Bailey’s last book was “The Good Shepherd: A Thousand-Year Journey from Psalm 23 to the New Testament,” published in 2014. In it, Bailey’s understanding of shepherding in the Holy Land as well as the development of the theme of the Good Shepherd from the time of David, through the prophets, to Jesus and the Apostle Peter is on full display. We see here the incarnation, the feminine side of God’s nature, the relationship between divine sovereignty and human responsibility, and once again the use of chiasm and parallelism.
One of the most striking commentaries in the book was on Jesus, as the Good Shepherd, who sought the one lost sheep even though it meant endangering the other 99, Bailey explains, by leaving them unprotected in the field. How else, he asks, could the individual sheep feel secure unless they knew that the shepherd would not leave them to die alone should they become lost? Bailey contrasts the Good Shepherd’s risky behavior for the sake of one sheep with that of 20th century dictators who, hardened by utilitarian ideologies, were willing to sacrifice millions to promote their versions of “the greater good.” Seen in this light, who would not be awed and humbled by the Shepherd’s extravagant individualism?
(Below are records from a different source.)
//! Reference-count segment (spec.md §4.7 "Reference counting").
//!
//! Every shmem message carries a handle into this segment, a dedicated
//! region of 32-bit atomic counters. `copy` increments, destruction
//! decrements; living in shared memory means a descriptor deserialized in a
//! peer process participates in the same count.

use crate::error::{FlowMqError, FlowMqResult};
use memmap2::{MmapMut, MmapOptions};
use std::fs::OpenOptions;
use std::path::{Path, PathBuf};
use std::sync::atomic::{AtomicU32, Ordering};

pub struct RefcountTable {
    _path: PathBuf,
    mmap: MmapMut,
    capacity_slots: usize,
}

// The table hands out `&AtomicU32` views into `mmap`'s bytes; all mutation
// goes through atomic operations, so concurrent access from multiple
// threads (or, via the mapped file, processes) is sound.
unsafe impl Sync for RefcountTable {}

impl RefcountTable {
    pub fn create(path: impl AsRef<Path>, capacity_slots: usize) -> FlowMqResult<Self> {
        let path = path.as_ref().to_path_buf();
        let byte_len = capacity_slots * std::mem::size_of::<AtomicU32>();
        let file = OpenOptions::new()
            .read(true)
            .write(true)
            .create(true)
            .truncate(true)
            .open(&path)
            .map_err(|e| FlowMqError::Io {
                source: e,
                path: Some(path.clone()),
            })?;
        file.set_len(byte_len.max(1) as u64).map_err(|e| FlowMqError::Io {
            source: e,
            path: Some(path.clone()),
        })?;
        let mmap = unsafe {
            MmapOptions::new()
                .len(byte_len.max(1))
                .map_mut(&file)
                .map_err(|e| FlowMqError::Io {
                    source: e,
                    path: Some(path.clone()),
                })?
        };
        Ok(Self {
            _path: path,
            mmap,
            capacity_slots,
        })
    }

    fn slot(&self, handle: u64) -> FlowMqResult<&AtomicU32> {
        let index = handle as usize;
        if index >= self.capacity_slots {
            return Err(FlowMqError::Transport {
                reason: format!("refcount handle {handle} out of range"),
            });
        }
        let ptr = self.mmap.as_ptr() as *const AtomicU32;
        Ok(unsafe { &*ptr.add(index) })
    }

    /// Initializes `handle`'s counter to 1 (the allocating descriptor's own
    /// reference) and returns it.
    pub fn init(&self, handle: u64) -> FlowMqResult<u32> {
        self.slot(handle)?.store(1, Ordering::Release);
        Ok(1)
    }

    pub fn incr(&self, handle: u64) -> FlowMqResult<u32> {
        Ok(self.slot(handle)?.fetch_add(1, Ordering::AcqRel) + 1)
    }

    /// Decrements and returns the resulting count; `0` means the caller
    /// just released the last reference.
    pub fn decr(&self, handle: u64) -> FlowMqResult<u32> {
        Ok(self.slot(handle)?.fetch_sub(1, Ordering::AcqRel) - 1)
    }

    pub fn get(&self, handle: u64) -> FlowMqResult<u32> {
        Ok(self.slot(handle)?.load(Ordering::Acquire))
    }
}
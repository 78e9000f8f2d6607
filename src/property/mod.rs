//! Property Store (component A).
//!
//! Thread-safe keyed store of heterogeneous values with typed and
//! stringified change notifications. All mutation goes through a single
//! mutex (`I2`: subscriber callbacks run after the lock is released so
//! reentrant subscribe/unsubscribe/get calls from within a callback do not
//! deadlock).

mod pattern;
mod value;

pub use pattern::glob_match;
pub use value::PropertyValue;

use crate::error::{FlowMqError, FlowMqResult};
use parking_lot::Mutex;
use std::collections::BTreeMap;
use std::path::PathBuf;
use std::sync::Arc;

/// A typed change notification: `(key, new value)`.
pub type TypedCallback = Arc<dyn Fn(&str, &PropertyValue) + Send + Sync>;
/// A stringified change notification: `(key, rendered value)`.
pub type StringCallback = Arc<dyn Fn(&str, &str) + Send + Sync>;

/// Renders a `PropertyValue` to its canonical string form. Built-in types are
/// registered at construction (`I3`); user (`PropertyValue::Bytes`-wrapped
/// opaque) types must call `PropertyStore::register_formatter` before the
/// first `get_as_string` of that key or the value renders as `<unformatted>`.
pub type Formatter = Arc<dyn Fn(&PropertyValue) -> String + Send + Sync>;

struct Inner {
    values: BTreeMap<String, PropertyValue>,
    revision: u64,
    typed_subscribers: Vec<(String, TypedCallback)>,
    string_subscribers: Vec<(String, StringCallback)>,
    formatters: BTreeMap<&'static str, Formatter>,
}

/// Thread-safe keyed store of heterogeneous [`PropertyValue`]s.
///
/// Cloning is cheap (the store is `Arc`-backed internally); every clone
/// refers to the same underlying map, mirroring how the device runtime and
/// its controllers share one property store.
#[derive(Clone)]
pub struct PropertyStore {
    inner: Arc<Mutex<Inner>>,
}

impl Default for PropertyStore {
    fn default() -> Self {
        Self::new()
    }
}

impl PropertyStore {
    pub fn new() -> Self {
        let mut formatters: BTreeMap<&'static str, Formatter> = BTreeMap::new();
        formatters.insert("bool", Arc::new(|v| match v {
            PropertyValue::Bool(b) => b.to_string(),
            other => format!("{:?}", other),
        }));
        formatters.insert("bytes", Arc::new(|v| match v {
            PropertyValue::Bytes(b) => b.iter().map(|byte| format!("{:02x}", byte)).collect(),
            other => format!("{:?}", other),
        }));
        formatters.insert("path", Arc::new(|v| match v {
            PropertyValue::Path(p) => format!("\"{}\"", p.display()),
            other => format!("{:?}", other),
        }));
        Self {
            inner: Arc::new(Mutex::new(Inner {
                values: BTreeMap::new(),
                revision: 0,
                typed_subscribers: Vec::new(),
                string_subscribers: Vec::new(),
                formatters,
            })),
        }
    }

    /// Register a renderer used by `get_as_string` for a given type tag
    /// (`I3`). Built-in numeric/bool/bytes/path/list tags are pre-registered;
    /// call this before first use of a custom tag.
    pub fn register_formatter<F>(&self, type_tag: &'static str, f: F)
    where
        F: Fn(&PropertyValue) -> String + Send + Sync + 'static,
    {
        self.inner.lock().formatters.insert(type_tag, Arc::new(f));
    }

    /// Monotonically increasing counter bumped on every successful mutation;
    /// lets a controller detect "did anything change" without diffing.
    pub fn revision(&self) -> u64 {
        self.inner.lock().revision
    }

    /// Insert-or-overwrite. Emits one typed and one stringified event (`I1`).
    pub fn set(&self, key: impl Into<String>, value: PropertyValue) {
        let key = key.into();
        self.mutate_and_notify(&key, value);
    }

    /// Fails if `key` is absent; otherwise behaves like `set`.
    pub fn update(&self, key: &str, value: PropertyValue) -> bool {
        {
            let guard = self.inner.lock();
            if !guard.values.contains_key(key) {
                return false;
            }
        }
        self.mutate_and_notify(key, value);
        true
    }

    /// Bulk insert-or-overwrite; each key emits its own pair of events.
    pub fn set_bulk(&self, entries: impl IntoIterator<Item = (String, PropertyValue)>) {
        for (k, v) in entries {
            self.set(k, v);
        }
    }

    /// Transactional bulk update (`P4`): if any key is absent, no mutation
    /// occurs at all.
    pub fn update_bulk(&self, entries: impl IntoIterator<Item = (String, PropertyValue)>) -> bool {
        let entries: Vec<(String, PropertyValue)> = entries.into_iter().collect();
        {
            let guard = self.inner.lock();
            if entries.iter().any(|(k, _)| !guard.values.contains_key(k)) {
                return false;
            }
        }
        for (k, v) in entries {
            self.mutate_and_notify(&k, v);
        }
        true
    }

    /// Returns `PropertyNotFound` if `key` is absent.
    pub fn get(&self, key: &str) -> FlowMqResult<PropertyValue> {
        self.inner
            .lock()
            .values
            .get(key)
            .cloned()
            .ok_or_else(|| FlowMqError::PropertyNotFound { key: key.to_string() })
    }

    pub fn get_or(&self, key: &str, default: PropertyValue) -> PropertyValue {
        self.inner
            .lock()
            .values
            .get(key)
            .cloned()
            .unwrap_or(default)
    }

    pub fn delete(&self, key: &str) -> bool {
        self.inner.lock().values.remove(key).is_some()
    }

    /// Renders via the registered formatter for the value's type tag, or
    /// `PropertyNotFound` if absent.
    pub fn get_as_string(&self, key: &str) -> FlowMqResult<String> {
        let guard = self.inner.lock();
        let value = guard
            .values
            .get(key)
            .ok_or_else(|| FlowMqError::PropertyNotFound { key: key.to_string() })?;
        Ok(render(&guard.formatters, value))
    }

    pub fn get_as_string_or(&self, key: &str, default: &str) -> String {
        self.get_as_string(key).unwrap_or_else(|_| default.to_string())
    }

    /// Fast path: all entries whose key starts with `prefix`.
    pub fn query_prefix(&self, prefix: &str) -> Vec<(String, PropertyValue)> {
        self.inner
            .lock()
            .values
            .range(prefix.to_string()..)
            .take_while(|(k, _)| k.starts_with(prefix))
            .map(|(k, v)| (k.clone(), v.clone()))
            .collect()
    }

    /// All entries whose key matches `pattern` (a small glob-style subset:
    /// `.` any char, `*` any run, `^`/`$` anchors — see [`pattern::glob_match`]).
    pub fn query_regex(&self, pattern: &str) -> Vec<(String, PropertyValue)> {
        self.inner
            .lock()
            .values
            .iter()
            .filter(|(k, _)| glob_match(pattern, k))
            .map(|(k, v)| (k.clone(), v.clone()))
            .collect()
    }

    pub fn subscribe(
        &self,
        subscriber: impl Into<String>,
        callback: impl Fn(&str, &PropertyValue) + Send + Sync + 'static,
    ) {
        self.inner
            .lock()
            .typed_subscribers
            .push((subscriber.into(), Arc::new(callback)));
    }

    pub fn unsubscribe(&self, subscriber: &str) {
        self.inner
            .lock()
            .typed_subscribers
            .retain(|(name, _)| name != subscriber);
    }

    pub fn subscribe_as_string(
        &self,
        subscriber: impl Into<String>,
        callback: impl Fn(&str, &str) + Send + Sync + 'static,
    ) {
        self.inner
            .lock()
            .string_subscribers
            .push((subscriber.into(), Arc::new(callback)));
    }

    pub fn unsubscribe_as_string(&self, subscriber: &str) {
        self.inner
            .lock()
            .string_subscribers
            .retain(|(name, _)| name != subscriber);
    }

    fn mutate_and_notify(&self, key: &str, value: PropertyValue) {
        // Insert and render under the lock, then notify after releasing it
        // (`I2`): subscriber callbacks may reenter the store.
        let rendered = {
            let mut guard = self.inner.lock();
            guard.values.insert(key.to_string(), value.clone());
            guard.revision += 1;
            render(&guard.formatters, &value)
        };
        self.notify_typed(key, &value);
        self.notify_string(key, &rendered);
    }

    fn notify_typed(&self, key: &str, value: &PropertyValue) {
        // Clone the `Arc`s out under the lock, then drop it before calling
        // back: subscribers are free to reenter the store (`I2`).
        let callbacks: Vec<TypedCallback> = {
            let guard = self.inner.lock();
            guard.typed_subscribers.iter().map(|(_, f)| f.clone()).collect()
        };
        for cb in callbacks {
            cb(key, value);
        }
    }

    fn notify_string(&self, key: &str, rendered: &str) {
        let callbacks: Vec<StringCallback> = {
            let guard = self.inner.lock();
            guard.string_subscribers.iter().map(|(_, f)| f.clone()).collect()
        };
        for cb in callbacks {
            cb(key, rendered);
        }
    }
}

fn render(formatters: &BTreeMap<&'static str, Formatter>, value: &PropertyValue) -> String {
    let tag = value.type_tag();
    if let Some(f) = formatters.get(tag) {
        f(value)
    } else {
        match value {
            PropertyValue::I8(v) => v.to_string(),
            PropertyValue::I16(v) => v.to_string(),
            PropertyValue::I32(v) => v.to_string(),
            PropertyValue::I64(v) => v.to_string(),
            PropertyValue::U8(v) => v.to_string(),
            PropertyValue::U16(v) => v.to_string(),
            PropertyValue::U32(v) => v.to_string(),
            PropertyValue::U64(v) => v.to_string(),
            PropertyValue::F64(v) => v.to_string(),
            PropertyValue::Bool(v) => v.to_string(),
            PropertyValue::Bytes(v) => v.iter().map(|b| format!("{:02x}", b)).collect(),
            PropertyValue::Path(p) => format!("\"{}\"", p.display()),
            PropertyValue::List(items) => items
                .iter()
                .map(|v| render(formatters, v))
                .collect::<Vec<_>>()
                .join(","),
            PropertyValue::Unformatted(_) => "<unformatted>".to_string(),
        }
    }
}

impl PropertyStore {
    /// Convenience constructor mirroring a path-typed property.
    pub fn set_path(&self, key: impl Into<String>, path: impl Into<PathBuf>) {
        self.set(key, PropertyValue::Path(path.into()));
    }
}

#[cfg(test)]
mod tests {
    use super::*;
    use std::sync::atomic::{AtomicUsize, Ordering};

    #[test]
    fn round_trip_every_type_p3() {
        let store = PropertyStore::new();
        store.set("a.i64", PropertyValue::I64(-7));
        assert_eq!(store.get("a.i64").unwrap(), PropertyValue::I64(-7));
        assert_eq!(store.get_as_string("a.i64").unwrap(), "-7");

        store.set("a.bool", PropertyValue::Bool(true));
        assert_eq!(store.get_as_string("a.bool").unwrap(), "true");

        store.set(
            "a.list",
            PropertyValue::List(vec![PropertyValue::I32(1), PropertyValue::I32(2)]),
        );
        assert_eq!(store.get_as_string("a.list").unwrap(), "1,2");

        store.set_path("a.path", "/tmp/x");
        assert_eq!(store.get_as_string("a.path").unwrap(), "\"/tmp/x\"");
    }

    #[test]
    fn update_requires_existing_key() {
        let store = PropertyStore::new();
        assert!(!store.update("missing", PropertyValue::I32(1)));
        store.set("present", PropertyValue::I32(0));
        assert!(store.update("present", PropertyValue::I32(1)));
    }

    #[test]
    fn update_bulk_is_transactional_p4() {
        let store = PropertyStore::new();
        store.set("k1", PropertyValue::I32(1));
        let ok = store.update_bulk(vec![
            ("k1".to_string(), PropertyValue::I32(2)),
            ("k2".to_string(), PropertyValue::I32(2)),
        ]);
        assert!(!ok);
        assert_eq!(store.get("k1").unwrap(), PropertyValue::I32(1));
    }

    #[test]
    fn prefix_query_is_fast_path() {
        let store = PropertyStore::new();
        store.set("chan.a.address", PropertyValue::Bytes(vec![1]));
        store.set("chan.a.method", PropertyValue::Bytes(vec![2]));
        store.set("other", PropertyValue::Bytes(vec![3]));
        let found = store.query_prefix("chan.a.");
        assert_eq!(found.len(), 2);
    }

    #[test]
    fn callbacks_fire_outside_the_lock_i2() {
        let store = PropertyStore::new();
        let reentry_count = Arc::new(AtomicUsize::new(0));
        let store_for_cb = store.clone();
        let counter = reentry_count.clone();
        store.subscribe("observer", move |_k, _v| {
            // Reentrant call into the store from within a callback must not
            // deadlock: this is only possible if callbacks run unlocked.
            let _ = store_for_cb.get_or("anything", PropertyValue::I32(0));
            counter.fetch_add(1, Ordering::SeqCst);
        });
        store.set("k", PropertyValue::I32(1));
        assert_eq!(reentry_count.load(Ordering::SeqCst), 1);
    }
}
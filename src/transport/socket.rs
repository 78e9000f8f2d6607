//! Socket contract and the blocking/timeout/interrupt discipline shared by
//! every transport (spec.md §4.3 "Socket operations", §5 "Cancellation").

use crate::error::FlowMqResult;
use crate::transport::Message;
use std::time::{Duration, Instant};

/// One of the eleven socket kinds named in spec.md §3 "Channel".
#[derive(Debug, Clone, Copy, PartialEq, Eq, Hash)]
pub enum SocketKind {
    Push,
    Pull,
    Publish,
    Subscribe,
    Request,
    Reply,
    Pair,
    Dealer,
    Router,
    XSub,
    XPub,
}

/// Result of a transfer attempt.
#[derive(Debug, PartialEq, Eq)]
pub enum TransferOutcome {
    /// Bytes transferred (sum across parts for multipart transfers).
    Transferred(usize),
    /// Timed out before any progress on a multipart boundary; no partial
    /// delivery to user code.
    Timeout,
    /// Cancelled by a controlling state change.
    Interrupted,
}

/// A transport-native socket. `send`/`receive` take ownership of (or
/// produce) `Message`s; timeout is milliseconds, `-1` waits forever (subject
/// to interrupt), `0` tries once.
pub trait Socket: Send + Sync {
    fn kind(&self) -> SocketKind;

    /// Binds this socket to `address`, publishing it for peers to `connect`
    /// against. Address syntax is transport-defined (spec.md §3 "Channel"
    /// leaves the URI scheme to the transport).
    fn bind(&self, address: &str) -> FlowMqResult<()>;
    /// Connects this socket to a peer previously `bind`-ed at `address`.
    fn connect(&self, address: &str) -> FlowMqResult<()>;

    fn send(&self, msg: Message, timeout_ms: i64) -> FlowMqResult<TransferOutcome>;
    fn receive(&self, timeout_ms: i64) -> FlowMqResult<(TransferOutcome, Option<Message>)>;

    fn send_multipart(&self, parts: Vec<Message>, timeout_ms: i64) -> FlowMqResult<TransferOutcome>;
    fn receive_multipart(&self, timeout_ms: i64) -> FlowMqResult<(TransferOutcome, Vec<Message>)>;

    fn try_send(&self, msg: Message) -> FlowMqResult<TransferOutcome> {
        self.send(msg, 0)
    }

    fn try_receive(&self) -> FlowMqResult<(TransferOutcome, Option<Message>)> {
        self.receive(0)
    }

    /// Set by the FSM on every state exit; every blocking transfer must
    /// observe it within one native short-timeout tick (nominally 100ms).
    fn interrupt(&self);
    /// Cleared by the FSM before the next state is entered.
    fn resume(&self);

    /// Approximate count of connected peers, updated lazily on query.
    fn peer_count(&self) -> usize;
}

/// Native short-timeout granularity every blocking transfer polls the
/// interrupt flag at (spec.md §5 "nominally 100 ms").
pub const NATIVE_POLL_INTERVAL: Duration = Duration::from_millis(100);

/// Drives `attempt` in a loop at [`NATIVE_POLL_INTERVAL`] granularity,
/// honoring `timeout_ms` (`-1` forever, `0` try-once) and `is_interrupted`,
/// the way every transport's blocking send/receive is specified to behave.
///
/// `attempt` returns `Some(T)` on progress, `None` to keep waiting.
pub fn poll_with_timeout<T>(
    timeout_ms: i64,
    is_interrupted: impl Fn() -> bool,
    mut attempt: impl FnMut() -> Option<T>,
) -> PollResult<T> {
    if let Some(v) = attempt() {
        return PollResult::Ready(v);
    }
    if timeout_ms == 0 {
        return PollResult::TimedOut;
    }
    let deadline = if timeout_ms < 0 {
        None
    } else {
        Some(Instant::now() + Duration::from_millis(timeout_ms as u64))
    };
    loop {
        if is_interrupted() {
            return PollResult::Interrupted;
        }
        let tick = match deadline {
            Some(d) => {
                let remaining = d.saturating_duration_since(Instant::now());
                if remaining.is_zero() {
                    return PollResult::TimedOut;
                }
                remaining.min(NATIVE_POLL_INTERVAL)
            }
            None => NATIVE_POLL_INTERVAL,
        };
        std::thread::sleep(tick);
        if let Some(v) = attempt() {
            return PollResult::Ready(v);
        }
        if is_interrupted() {
            return PollResult::Interrupted;
        }
        if let Some(d) = deadline {
            if Instant::now() >= d {
                return PollResult::TimedOut;
            }
        }
    }
}

pub enum PollResult<T> {
    Ready(T),
    TimedOut,
    Interrupted,
}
Bailey’s insights enrich and deepen our understanding of the New Testament while confirming essential, time-honored evangelical truths. Like the sheep in the 23rd Psalm, readers of Bailey will lie down in green pastures, encounter still waters and find their souls restored.
Michael Parker is Presbyterian World Mission’s interim coordinator for Europe and the Middle East. He lives in Louisville, Kentucky.